L'autre sujet principal du film est représenté par les personnages de Sue et Yan qui, à cause de leurs décisions personnelles d'engagement sentimental, se trouvent en conflit avec leurs familles, leurs communautés et leurs traditions. Mais ils suivent également quelque chose de plus grand : l'engagement de Yan dans la Résistance, la confiance que Sue lui accorde malgré ses doutes. La performance de Patricia Roc dans le rôle de Sue montre bien son rôle d'incarnation de l'intégrité émotionnelle positive, qui ne se soumet pas aux conventions ou au poids des traditions familiales et communautaires. Ce rôle est proche de celui de Celia, qu'elle avait incarnée dans le film à grand succès Millions like us, qui évoque la tension entre devoir public et désirs personnels. [52] Celia, jeune fille naïve et passionnée mobilisée pour le travail de guerre, s'imagine une vie romantique dans les forces armées et une succession de possibles amants, mais ce film se termine de façon tragique lorsque Fred, qu'elle a épousé, est tué lors d'une mission avec la Royal Air Force. [53] Ce film traite également de la tension entre les désirs personnels et la réalisation des souhaits d'un personnage féminin et la nécessité de reporter l'accomplissement de ceux-ci à l'après-guerre. [54] Par exemple, l'embrassade passionnée sur le quai entre Yan et Sue, réunis après le départ de Yan de la Bretagne occupée, est jugée « choquante » (pour les Cornouaillais, plus puritains !).
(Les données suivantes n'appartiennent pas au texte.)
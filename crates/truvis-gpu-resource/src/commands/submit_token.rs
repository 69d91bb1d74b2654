use std::fmt::{Debug, Formatter};

/// 一次 command buffer 提交的标识
///
/// `slot_index` 是提交所使用的 ring slot，`submit_id` 是单调递增的提交计数（跳过 0）。
/// `submit_id` 为 0 表示空 token，空 token 永远是 ready 的。
#[derive(Clone, Copy, PartialEq, Eq, Hash, Default)]
pub struct GfxSubmitToken {
    pub(crate) slot_index: u32,
    pub(crate) submit_id: u32,
}

impl GfxSubmitToken {
    #[inline]
    pub const fn empty() -> Self {
        Self {
            slot_index: 0,
            submit_id: 0,
        }
    }

    #[inline]
    pub fn is_empty(&self) -> bool {
        self.submit_id == 0
    }

    #[inline]
    pub fn slot_index(&self) -> u32 {
        self.slot_index
    }

    #[inline]
    pub fn submit_id(&self) -> u32 {
        self.submit_id
    }
}

impl Debug for GfxSubmitToken {
    fn fmt(&self, f: &mut Formatter<'_>) -> std::fmt::Result {
        if self.is_empty() {
            write!(f, "SubmitToken(empty)")
        } else {
            write!(f, "SubmitToken(slot {}, #{})", self.slot_index, self.submit_id)
        }
    }
}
Patricia Roc a décrit le tournage de Johnny Frenchman comme habité par « une agréable camaraderie ». [55]

15 Cependant, le tournage du film a connu son lot de problèmes et d'incompréhensions. En visitant le lieu de tournage, Michael Balcon fut surpris puis amusé de constater que le capitaine d'un des chalutiers bretons était un Balcon : c'était le surnom de l'un des acteurs bretons. [56]

Sur le tournage de Johnny Frenchman : le chalutier de l'île de Sein Maris Stella (avec l'aimable autorisation de Kresenn Kernow : The Cornwall Centre, Redruth ; tirée de la collection Ellis, Négatif 9539).

La performance de la talentueuse Françoise Rosay dans le rôle de la matriarche Florrie Lannec, qui impressionna grandement le scénariste Tibby Clarke, ne fut pas aussi bien perçue par les habitants locaux car elle impliquait l'observation et l'imitation des femmes de pêcheurs du village. Tibby Clarke écrit :

Elle arrivait tôt sur le plateau et observait les femmes sur le quai. Quand elle en repérait une qu'elle jugeait intéressante, elle la suivait en notant tous ses mouvements, les moindres détails de sa démarche, puis elle les reproduisait dans son jeu. Je n'ai connu aucun autre artiste (à l'exception d') qui s'applique autant à incarner son personnage. [57]

Malgré l'admiration de Clarke pour le professionnalisme de l'actrice française, les relations de celle-ci avec l'équipage breton n'étaient pas vraiment harmonieuses : ils ne la comprenaient pas, ou faisaient semblant de ne pas la comprendre, et parlaient uniquement en breton en sa présence.

Rosay était dans l'impossibilité de communiquer avec l'équipage du bateau dont elle était le capitaine dans le film, car ils parlaient breton et non français. [58]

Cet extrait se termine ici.